Understanding ISFs and the Care Act

Individual Service Funds are an important and growing element the personalisation agenda within social care, giving individuals more control over the funds allocated for their care. At the heart of the Care Act is the obligation for local authorities to facilitate diverse, vibrant, and sustainable markets for care. It’s not simply about commissioning services; it’s about understanding and shaping the market to ensure that citizens have a plethora of good support options that can meet their current and future needs and outcomes.

For commissioners in social care, this means engaging in a delicate dance of negotiation with service providers, balancing commissioner’s affordability goals with the need to ensure that providers can deliver quality services and are motivated to work differently. The management fees for ISFs are, therefore, a fundamental part of this equation, influencing service provider viability and the quality-of-care outcomes.

Management Fees Insight from Recent Polls

A recent poll of ISF service providers on their preferred rates for managing ISFs reveals high degrees of variation around what constitutes a fair reward and return. With votes split across a range of weekly fees — from no charge up to negotiated bespoke rates that vary by person — the poll underscores a variable approach to ISF management charges. The most votes were received for a £10 weekly fee, reflecting perhaps a middle ground that acknowledges the slightly higher transaction costs of managing ISFs while still aiming for accessibility in pricing.

This variance in preferred fees poses important questions for market shaping. How do we align the apparent diversity in fee preferences with the Care Act’s objectives for a sustainable market? How might these preferences impact the long-term quality and viability of care services? These are questions that require careful consideration, as the answers will directly influence citizens’ experiences and providers’ overarching business models.

Strategic Considerations for Commissioners

As commissioners, it is essential to recognise that management fees are more than just numbers; they reflect the value placed on managing ISFs effectively. Setting these fees too low could impact upon services innovation, long-term sustainability and alienate elements of the market. Conversely, ISF fees that are set too high might unduly burden the local authority’s budget, affecting the affordability for citizens and making ISFs seem more expensive pro rata when compared to traditionally commissioned care and support services.

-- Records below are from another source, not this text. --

use std::collections::HashMap;
use std::error::Error;
use std::process;
use std::sync::{Arc, Mutex};
use std::time::{Duration, Instant};

use clap::Parser;
use rand::SeedableRng;
use rand::rngs::StdRng;
use rand::seq::SliceRandom;
use tracing_subscriber::filter::{LevelFilter, Targets};
use tracing_subscriber::layer::SubscriberExt;
use tracing_subscriber::util::SubscriberInitExt;

use skipbo::bots::{create_bot_from_spec, label_for_spec};
use skipbo::{Bot, GameAction, GameConfig, GameState, Immediate, Phase, SeatedBots, TurnMachine};
use skipbo::winner_points;

/// Default base seed for deterministic runs.
const DEFAULT_SEED: u64 = 0xC0FFEE_u64 << 32 | 0x5EED_u64;

#[derive(Parser, Debug)]
#[command(
    name = "winrate",
    about = "Run many games between two bots and report per-bot win rates."
)]
struct Args {
    /// Number of games to simulate
    #[arg(short = 'g', long = "games", default_value_t = 200)]
    games: usize,

    /// Base RNG seed (deck + bot RNGs will be derived deterministically)
    #[arg(short = 's', long = "seed", default_value_t = DEFAULT_SEED)]
    seed: u64,

    /// Safety cap on turns per game; games exceeding this count as stalled
    #[arg(long = "max-turns", default_value_t = 2000)]
    max_turns: usize,

    /// Optional override for per-player stock size, to shorten games for quick benchmarking
    #[arg(long = "stock-size")]
    stock_size: Option<usize>,

    /// A log level among "off", "error", "warn", "info", "debug", "trace"
    #[arg(short, long, default_value = "warn")]
    log_level: LevelFilter,

    /// Bot specs for the two seats, e.g. ai:hard ai:easy
    #[arg(num_args(2))]
    bots: Vec<String>,
}

/// Decision time and count, shared between a bot and the report.
#[derive(Default)]
struct Timing {
    total: Duration,
    decisions: usize,
}

/// Measures how long the wrapped bot takes per decision.
struct TimedBot {
    inner: Box<dyn Bot>,
    timing: Arc<Mutex<Timing>>,
}

impl Bot for TimedBot {
    fn decide(&mut self, state: &GameState) -> GameAction {
        let started = Instant::now();
        let action = self.inner.decide(state);
        if let Ok(mut timing) = self.timing.lock() {
            timing.total += started.elapsed();
            timing.decisions += 1;
        }
        action
    }
}

#[derive(Default)]
struct Tally {
    wins: usize,
    seats: usize,
    points: u64,
    timing: Arc<Mutex<Timing>>,
}

#[tokio::main(flavor = "current_thread")]
async fn main() {
    let args = Args::parse();
    initialize_logging(args.log_level);
    if let Err(err) = run(args).await {
        eprintln!("Error: {err}");
        process::exit(1);
    }
}

async fn run(args: Args) -> Result<(), Box<dyn Error>> {
    if args.bots.len() != 2 {
        return Err(format!("expected two bot specs, received {}", args.bots.len()).into());
    }
    let mut config = GameConfig::default().with_ai_seats([true, true]);
    if let Some(stock) = args.stock_size {
        config = config.with_stock_size(stock);
    }
    config.validate()?;

    let labels: Vec<String> = args.bots.iter().map(|spec| label_for_spec(spec)).collect();
    let mut tallies: HashMap<String, Tally> = HashMap::new();
    for label in &labels {
        tallies.entry(label.clone()).or_default();
    }
    let mut stalled_games = 0usize;

    for game_idx in 0..args.games {
        // Permute seating each game for fairness.
        let mut order = [0usize, 1];
        let mut seat_rng = StdRng::seed_from_u64(args.seed ^ 0x9E37_79B9 ^ (game_idx as u64));
        order.shuffle(&mut seat_rng);

        let mut seats: Vec<Box<dyn Bot>> = Vec::with_capacity(2);
        for (seat, spec_idx) in order.iter().enumerate() {
            let label = &labels[*spec_idx];
            let tally = tallies.entry(label.clone()).or_default();
            tally.seats += 1;
            let bot_seed = mix_seed(args.seed, game_idx as u64, seat as u64);
            seats.push(Box::new(TimedBot {
                inner: create_bot_from_spec(&args.bots[*spec_idx], seat, bot_seed)?,
                timing: Arc::clone(&tally.timing),
            }));
        }
        let [first, second]: [Box<dyn Bot>; 2] = seats
            .try_into()
            .map_err(|_| "expected exactly two seats")?;

        let deck_seed = mix_seed(args.seed, game_idx as u64, 0x5EED_15);
        let mut machine = TurnMachine::new(
            config,
            Immediate,
            SeatedBots::new([first, second]),
            deck_seed,
        )?
        .with_turn_limit(args.max_turns);
        machine.start().await;

        let state = machine.snapshot();
        match (machine.phase(), state.winner) {
            (Phase::Finished, Some(winner)) => {
                let label = &labels[order[winner]];
                if let Some(tally) = tallies.get_mut(label) {
                    tally.wins += 1;
                    tally.points += winner_points(state).unwrap_or_default() as u64;
                }
            }
            _ => stalled_games += 1,
        }
    }

    let mut results: Vec<(&String, &Tally)> = tallies.iter().collect();
    results.sort_by(|a, b| {
        let rate = |tally: &Tally| tally.wins as f64 / tally.seats.max(1) as f64;
        rate(b.1)
            .partial_cmp(&rate(a.1))
            .unwrap_or(std::cmp::Ordering::Equal)
            .then_with(|| a.0.cmp(b.0))
    });

    println!("Win rates (per-seat) with scoring:");
    for (label, tally) in &results {
        let seats = tally.seats.max(1) as f64;
        println!(
            "  {label:<12}  {}/{}  ({:.2}%)   avg pts: {:>6.2}   total pts: {}",
            tally.wins,
            tally.seats,
            tally.wins as f64 / seats * 100.0,
            tally.points as f64 / seats,
            tally.points
        );
    }
    if stalled_games > 0 {
        println!("\nNote: {stalled_games} game(s) hit the turn limit without a winner.");
    }

    println!("\nDecision time (per bot label):");
    for (label, tally) in &results {
        let Ok(timing) = tally.timing.lock() else {
            continue;
        };
        let total_ms = timing.total.as_secs_f64() * 1.0e3;
        let avg_ms = total_ms / timing.decisions.max(1) as f64;
        println!(
            "  {label:<12}  decisions: {:<7}  total: {total_ms:.3} ms  avg: {avg_ms:.3} ms",
            timing.decisions
        );
    }

    Ok(())
}

fn mix_seed(base: u64, a: u64, b: u64) -> u64 {
    let mut z =
        base ^ (a.wrapping_mul(0x9E37_79B97F4A7C15)) ^ (b.wrapping_mul(0xBF58_476D1CE4E5B9));
    z ^= z >> 12;
    z ^= z << 25;
    z ^= z >> 27;
    z
}

fn initialize_logging(level: LevelFilter) {
    let format = tracing_subscriber::fmt::format()
        .with_target(false)
        .compact();

    tracing_subscriber::registry()
        .with(tracing_subscriber::fmt::layer().event_format(format))
        .with(Targets::new().with_default(level))
        .init();
}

Strategic market shaping demands that commissioners engage with the ISF service provider market directly, sharing these insights ideally to establish fee structures that support a resilient and positive provider marketplace. By considering the broader implications of management fees, you’re not only ensuring fair compensation for providers but also promoting a sustainable and responsive care market that will work as a partner in helping people creatively maximise the use of their personal budgets.

Conclusion

The poll results provide an understanding of current sentiments around management fee structures for ISFs. For local authorities, the challenge lies in taking these insights and weaving them into a market-shaping strategy that embodies the principles of the Care Act. By doing so, you will be at the forefront of building a social care ecosystem that is increasingly innovative, high-quality and economically viable, ready to meet the evolving needs of communities.

Chris Watson
Chris Watson is the founder of Self Directed Futures and the Chair of SDS Network England. With extensive experience in strategic commissioning and change management, Chris advocates for innovative, community-led approaches to adult social care.